Vereador de Avaí tem mandato cassado

Por Larissa Bastos | da Redação
| Tempo de leitura: 2 min
Reprodução
Sessão na Câmara teve reforço na segurança, com equipes da PM
Sessão na Câmara teve reforço na segurança, com equipes da PM

Avaí - A Câmara de Avaí (39 quilômetros de Bauru) aprovou nesta quinta-feira (26), por seis votos a 2, com uma abstenção, a cassação do mandato do vereador Collin Martins (PSD), por quebra de decoro parlamentar. Ele foi denunciado por ter feito gesto com as mãos considerado impróprio durante fala na tribuna, em 26 de junho deste ano. Martins afirma que recorrerá judicialmente e que a cassação foi "minuciosamente orquestrada" pelo Poder Executivo, que nega a acusação, e frisa que "os poderes são independentes".

Segundo representação protocolada na Casa por um munícipe em 6 de setembro, Martins teria feito o uso da palavra durante sessão e, em determinado momento, colocado a mão em seu órgão genital e o sacudido na frente da câmera que transmitia a reunião ao vivo, o que motivou a denúncia que resultou na cassação do mandato.

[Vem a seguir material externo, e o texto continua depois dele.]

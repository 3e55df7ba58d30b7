use std::sync::Arc;

use anyhow::{Context, Result};
use tokio_cron_scheduler::{Job, JobScheduler};
use tracing::{error, info, warn};

use crate::pipeline::SyncPipeline;

/// Scheduler that runs the pipeline on `cron` (six fields, seconds first).
/// A tick that arrives while a run is still going is skipped.
pub async fn build_scheduler(pipeline: Arc<SyncPipeline>, cron: &str) -> Result<JobScheduler> {
    let sched = JobScheduler::new().await.context("creating scheduler")?;
    let job = Job::new_async(cron, move |_uuid, _l| {
        let pipeline = Arc::clone(&pipeline);
        Box::pin(async move {
            match pipeline.try_run_once().await {
                None => warn!("previous sync run still in progress; skipping tick"),
                Some(Ok(summary)) => info!(
                    run_id = %summary.run_id,
                    failed_containers = summary.schema_failures(),
                    failed_dates = summary.date_failures(),
                    "scheduled sync run complete"
                ),
                Some(Err(err)) => error!(error = %err, "scheduled sync run failed"),
            }
        })
    })
    .with_context(|| format!("creating scheduler job for cron {cron}"))?;
    sched.add(job).await.context("adding scheduler job")?;
    Ok(sched)
}
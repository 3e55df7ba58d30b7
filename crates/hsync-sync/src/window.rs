use chrono::{DateTime, Duration, NaiveDate, Utc};
use chrono_tz::Tz;

pub const DEFAULT_LOOKBACK_DAYS: u32 = 1;
pub const MAX_LOOKBACK_DAYS: u32 = 7;

/// Calendar date before `now` in `tz`.
pub fn yesterday_in(tz: Tz, now: DateTime<Utc>) -> NaiveDate {
    let today = now.with_timezone(&tz).date_naive();
    today.pred_opt().unwrap_or(today)
}

pub fn clamp_lookback(days: i64) -> u32 {
    days.clamp(1, MAX_LOOKBACK_DAYS as i64) as u32
}

/// Dates `yesterday - (days - 1) ..= yesterday`, oldest first.
pub fn lookback_window(tz: Tz, now: DateTime<Utc>, days: u32) -> Vec<NaiveDate> {
    let yesterday = yesterday_in(tz, now);
    let days = clamp_lookback(days as i64);
    (0..days)
        .rev()
        .map(|offset| yesterday - Duration::days(offset as i64))
        .collect()
}
use std::collections::BTreeMap;
use std::path::PathBuf;
use std::time::Duration;

use chrono_tz::Tz;
use hsync_adapters::garmin::{default_token_dir, OAUTH2_TOKEN_FILE};
use hsync_adapters::{GarminConfig, NotionConfig, OAuth2Token, SourceError, DEFAULT_NOTION_VERSION};
use hsync_core::MetricFamily;

use crate::errors::ConfigError;
use crate::window::{clamp_lookback, DEFAULT_LOOKBACK_DAYS};

pub const DEFAULT_TIME_ZONE: &str = "Europe/London";
pub const DEFAULT_CRON: &str = "0 */15 * * * *";

const FAMILY_CONTAINER_VARS: [(MetricFamily, &str); 3] = [
    (MetricFamily::Steps, "NOTION_STEPS_DB_ID"),
    (MetricFamily::Sleep, "NOTION_SLEEP_DB_ID"),
    (MetricFamily::Health, "NOTION_HEALTH_DB_ID"),
];

/// Where the Garmin bearer token comes from.
#[derive(Debug, Clone, PartialEq, Eq)]
pub enum GarminCredential {
    /// Raw access token or token JSON.
    Inline(String),
    /// Directory holding `oauth2_token.json`.
    TokenDir(PathBuf),
}

impl GarminCredential {
    pub fn load_token(&self) -> Result<OAuth2Token, SourceError> {
        match self {
            GarminCredential::Inline(raw) => OAuth2Token::parse(raw),
            GarminCredential::TokenDir(dir) => OAuth2Token::load_from_dir(dir),
        }
    }
}

#[derive(Debug, Clone)]
pub struct SyncConfig {
    pub notion_token: String,
    pub notion_version: String,
    /// Only needed when syncing from Garmin.
    pub garmin_credential: Option<GarminCredential>,
    pub garmin_domain: String,
    /// Destination container per configured family.
    pub containers: BTreeMap<MetricFamily, String>,
    pub activities_container: Option<String>,
    pub records_container: Option<String>,
    pub time_zone: Tz,
    pub create_missing_properties: bool,
    pub lookback_days: u32,
    pub cron: String,
    pub reports_dir: Option<PathBuf>,
    pub artifacts_dir: Option<PathBuf>,
    pub http_timeout_secs: u64,
}

fn truthy(value: &str) -> bool {
    matches!(
        value.trim().to_ascii_lowercase().as_str(),
        "1" | "true" | "yes" | "on"
    )
}

impl SyncConfig {
    pub fn from_env() -> Result<Self, ConfigError> {
        Self::from_lookup(|key| std::env::var(key).ok())
    }

    /// Builds the configuration from any key lookup; blank values count as unset.
    pub fn from_lookup<F>(lookup: F) -> Result<Self, ConfigError>
    where
        F: Fn(&str) -> Option<String>,
    {
        let get = |key: &str| lookup(key).map(|v| v.trim().to_string()).filter(|v| !v.is_empty());

        let notion_token = get("NOTION_TOKEN").ok_or_else(|| ConfigError::Missing("NOTION_TOKEN".to_string()))?;

        let garmin_credential = match (get("GARMIN_TOKEN"), get("GARMIN_TOKEN_DIR")) {
            (Some(token), _) => Some(GarminCredential::Inline(token)),
            (None, Some(dir)) => Some(GarminCredential::TokenDir(PathBuf::from(dir))),
            (None, None) => default_token_dir()
                .filter(|dir| dir.join(OAUTH2_TOKEN_FILE).is_file())
                .map(GarminCredential::TokenDir),
        };

        let mut containers = BTreeMap::new();
        for (family, key) in FAMILY_CONTAINER_VARS {
            if let Some(id) = get(key) {
                containers.insert(family, id);
            }
        }

        let time_zone_name = get("TZ").unwrap_or_else(|| DEFAULT_TIME_ZONE.to_string());
        let time_zone: Tz = time_zone_name.parse().map_err(|e| ConfigError::Invalid {
            name: "TZ".to_string(),
            message: format!("{time_zone_name}: {e}"),
        })?;

        let lookback_days = match get("LOOKBACK_DAYS") {
            Some(raw) => clamp_lookback(raw.parse::<i64>().map_err(|e| ConfigError::Invalid {
                name: "LOOKBACK_DAYS".to_string(),
                message: format!("{raw}: {e}"),
            })?),
            None => DEFAULT_LOOKBACK_DAYS,
        };

        let http_timeout_secs = match get("HSYNC_HTTP_TIMEOUT_SECS") {
            Some(raw) => raw.parse::<u64>().map_err(|e| ConfigError::Invalid {
                name: "HSYNC_HTTP_TIMEOUT_SECS".to_string(),
                message: format!("{raw}: {e}"),
            })?,
            None => 30,
        };

        Ok(Self {
            notion_token,
            notion_version: get("NOTION_VERSION")
                .or_else(|| get("Notion-Version"))
                .unwrap_or_else(|| DEFAULT_NOTION_VERSION.to_string()),
            garmin_credential,
            garmin_domain: get("GARMIN_DOMAIN").unwrap_or_else(|| "garmin.com".to_string()),
            containers,
            activities_container: get("NOTION_DB_ID"),
            records_container: get("NOTION_PR_DB_ID"),
            time_zone,
            create_missing_properties: get("CREATE_MISSING_PROPERTIES")
                .or_else(|| get("CREATE_MISSING_SLEEP_PROPERTIES"))
                .map(|v| truthy(&v))
                .unwrap_or(false),
            lookback_days,
            cron: get("HSYNC_CRON").unwrap_or_else(|| DEFAULT_CRON.to_string()),
            reports_dir: get("HSYNC_REPORTS_DIR").map(PathBuf::from),
            artifacts_dir: get("HSYNC_ARTIFACTS_DIR").map(PathBuf::from),
            http_timeout_secs,
        })
    }

    pub fn http_timeout(&self) -> Duration {
        Duration::from_secs(self.http_timeout_secs)
    }

    pub fn notion_config(&self) -> NotionConfig {
        NotionConfig {
            version: self.notion_version.clone(),
            timeout: self.http_timeout(),
            ..NotionConfig::new(self.notion_token.clone())
        }
    }

    /// Checks the settings a sync run needs beyond what every command needs.
    pub fn require_sync_settings(&self, needs_garmin: bool) -> Result<(), ConfigError> {
        if self.containers.is_empty() {
            return Err(ConfigError::Missing(
                "NOTION_STEPS_DB_ID, NOTION_SLEEP_DB_ID or NOTION_HEALTH_DB_ID".to_string(),
            ));
        }
        if needs_garmin && self.garmin_credential.is_none() {
            return Err(ConfigError::Missing("GARMIN_TOKEN or GARMIN_TOKEN_DIR".to_string()));
        }
        Ok(())
    }

    pub fn garmin_config(&self) -> Result<GarminConfig, SourceError> {
        let credential = self
            .garmin_credential
            .as_ref()
            .ok_or_else(|| SourceError::Auth("no Garmin credential configured".to_string()))?;
        let token = credential.load_token()?;
        Ok(GarminConfig {
            domain: self.garmin_domain.clone(),
            timeout: self.http_timeout(),
            ..GarminConfig::new(token)
        })
    }

    /// Container id for an inspection target name (a family, `activities` or `records`).
    pub fn container_for(&self, target: &str) -> Result<&str, ConfigError> {
        let (container, key) = match target.trim().to_ascii_lowercase().as_str() {
            "activities" => (self.activities_container.as_deref(), "NOTION_DB_ID"),
            "records" | "personal-records" => (self.records_container.as_deref(), "NOTION_PR_DB_ID"),
            other => {
                let family = MetricFamily::parse(other).ok_or_else(|| ConfigError::Invalid {
                    name: "target".to_string(),
                    message: format!("{target}: expected steps, sleep, health, activities or records"),
                })?;
                let key = FAMILY_CONTAINER_VARS
                    .iter()
                    .find(|(f, _)| *f == family)
                    .map(|(_, key)| *key)
                    .unwrap_or_default();
                (self.containers.get(&family).map(String::as_str), key)
            }
        };
        container.ok_or_else(|| ConfigError::Missing(key.to_string()))
    }
}
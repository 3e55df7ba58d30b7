//! Garmin source adapter against a mocked Connect API.

use chrono::NaiveDate;
use hsync_adapters::{GarminConfig, GarminSource, OAuth2Token, SourceAdapter, SourceError};
use hsync_core::MetricFamily;
use wiremock::matchers::{header, method, path, query_param};
use wiremock::{Mock, MockServer, ResponseTemplate};

fn test_token() -> OAuth2Token {
    OAuth2Token {
        token_type: "Bearer".to_string(),
        access_token: "test-access-token".to_string(),
        refresh_token: Some("test-refresh-token".to_string()),
        expires_at: chrono::Utc::now().timestamp() + 3600,
    }
}

fn test_source(server: &MockServer) -> GarminSource {
    GarminSource::with_base_url(GarminConfig::new(test_token()), &server.uri()).unwrap()
}

fn day() -> NaiveDate {
    NaiveDate::from_ymd_opt(2024, 3, 1).unwrap()
}

async fn mount_profile(server: &MockServer) {
    Mock::given(method("GET"))
        .and(path("/userprofile-service/socialProfile"))
        .and(header("Authorization", "Bearer test-access-token"))
        .respond_with(
            ResponseTemplate::new(200).set_body_json(serde_json::json!({"displayName": "runner", "id": 1})),
        )
        .mount(server)
        .await;
}

#[tokio::test]
async fn login_reads_display_name() {
    let server = MockServer::start().await;
    mount_profile(&server).await;

    let session = test_source(&server).login().await.unwrap();
    assert_eq!(session.display_name.as_deref(), Some("runner"));
}

#[tokio::test]
async fn login_with_rejected_token_is_an_auth_error() {
    let server = MockServer::start().await;
    Mock::given(method("GET"))
        .and(path("/userprofile-service/socialProfile"))
        .respond_with(ResponseTemplate::new(401))
        .mount(&server)
        .await;

    let err = test_source(&server).login().await.unwrap_err();
    assert!(matches!(err, SourceError::Auth(_)));
}

#[tokio::test]
async fn expired_token_fails_before_any_request() {
    let server = MockServer::start().await;
    let mut token = test_token();
    token.expires_at = 1;
    let source = GarminSource::with_base_url(GarminConfig::new(token), &server.uri()).unwrap();

    assert!(matches!(source.login().await, Err(SourceError::Auth(_))));
    assert!(server.received_requests().await.unwrap_or_default().is_empty());
}

#[tokio::test]
async fn steps_pick_the_entry_for_the_requested_day() {
    let server = MockServer::start().await;
    mount_profile(&server).await;
    Mock::given(method("GET"))
        .and(path("/usersummary-service/stats/steps/daily/2024-03-01/2024-03-01"))
        .respond_with(ResponseTemplate::new(200).set_body_string(include_str!("fixtures/steps_2024-03-01.json")))
        .mount(&server)
        .await;

    let source = test_source(&server);
    let session = source.login().await.unwrap();
    let record = source
        .fetch_metrics(&session, MetricFamily::Steps, day())
        .await
        .unwrap();

    assert_eq!(record.family, MetricFamily::Steps);
    assert_eq!(record.payload["calendarDate"], "2024-03-01");
    assert_eq!(record.payload["totalSteps"], 8000);
}

#[tokio::test]
async fn steps_without_an_entry_for_the_day_is_no_data() {
    let server = MockServer::start().await;
    Mock::given(method("GET"))
        .and(path("/usersummary-service/stats/steps/daily/2024-03-01/2024-03-01"))
        .respond_with(ResponseTemplate::new(200).set_body_string("[]"))
        .mount(&server)
        .await;

    let source = test_source(&server);
    let session = hsync_adapters::SourceSession::anonymous();
    let err = source
        .fetch_metrics(&session, MetricFamily::Steps, day())
        .await
        .unwrap_err();
    assert!(matches!(err, SourceError::NoData { family: MetricFamily::Steps, .. }));
}

#[tokio::test]
async fn sleep_combines_sleep_and_hrv_documents() {
    let server = MockServer::start().await;
    mount_profile(&server).await;
    Mock::given(method("GET"))
        .and(path("/wellness-service/wellness/dailySleepData/runner"))
        .and(query_param("date", "2024-03-01"))
        .and(query_param("nonSleepBufferMinutes", "60"))
        .respond_with(ResponseTemplate::new(200).set_body_string(include_str!("fixtures/sleep_2024-03-01.json")))
        .mount(&server)
        .await;
    Mock::given(method("GET"))
        .and(path("/hrv-service/hrv/2024-03-01"))
        .respond_with(ResponseTemplate::new(200).set_body_string(include_str!("fixtures/hrv_2024-03-01.json")))
        .mount(&server)
        .await;

    let source = test_source(&server);
    let session = source.login().await.unwrap();
    let record = source
        .fetch_metrics(&session, MetricFamily::Sleep, day())
        .await
        .unwrap();

    assert_eq!(record.payload["sleep"]["dailySleepDTO"]["sleepTimeSeconds"], 26100);
    assert_eq!(record.payload["hrv"]["hrvSummary"]["lastNightAvg"], 48.256);
}

#[tokio::test]
async fn missing_hrv_does_not_fail_the_health_fetch() {
    let server = MockServer::start().await;
    mount_profile(&server).await;
    Mock::given(method("GET"))
        .and(path("/usersummary-service/usersummary/daily/runner"))
        .and(query_param("calendarDate", "2024-03-01"))
        .respond_with(
            ResponseTemplate::new(200).set_body_string(include_str!("fixtures/usersummary_2024-03-01.json")),
        )
        .mount(&server)
        .await;
    Mock::given(method("GET"))
        .and(path("/hrv-service/hrv/2024-03-01"))
        .respond_with(ResponseTemplate::new(500))
        .mount(&server)
        .await;

    let source = test_source(&server);
    let session = source.login().await.unwrap();
    let record = source
        .fetch_metrics(&session, MetricFamily::Health, day())
        .await
        .unwrap();

    assert_eq!(record.payload["summary"]["restingHeartRate"], 52);
    assert_eq!(record.payload["hrv"], serde_json::json!({}));
}

#[tokio::test]
async fn sleep_without_a_session_display_name_is_rejected() {
    let server = MockServer::start().await;
    let source = test_source(&server);
    let err = source
        .fetch_metrics(&hsync_adapters::SourceSession::anonymous(), MetricFamily::Sleep, day())
        .await
        .unwrap_err();
    assert!(matches!(err, SourceError::Auth(_)));
}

Em nota, Martins afirmou novamente que o gesto em questão foi um "ato involuntário", sem intenção de ofender, mas disse acreditar que sua cassação ocorreu por ser o único vereador declarado oposição ao atual governo municipal. Ele ainda falou que a denúncia é "questionável".

"Em depoimento, ele [denunciante] afirmou ter sido orientado por dois advogados que ocupam cargos comissionados: Wilson Gimenes, chefe de licitações e contratos, autor do protocolo; e Jean Preto, chefe de controle de pessoal, que conduziu o denunciante até as oitivas e, depois, foram embora juntos", relata. "Todo esse contexto atípico evidencia que tudo foi minuciosamente orquestrado para minha cassação", acusa o agora ex-parlamentar, que recorrerá à Justiça na tentativa de anular a Comissão Processante (CP).

Procurada, a prefeita de Avaí Hellen Fernandes Rodrigues Coelho (PSDB) rebateu que "jamais interferiria nas atividades da Câmara". "Sabemos que os poderes são independentes. Os advogados são realmente meus assessores, mas têm a independência da profissão deles fora da prefeitura, que eu não tenho como interferir", diz.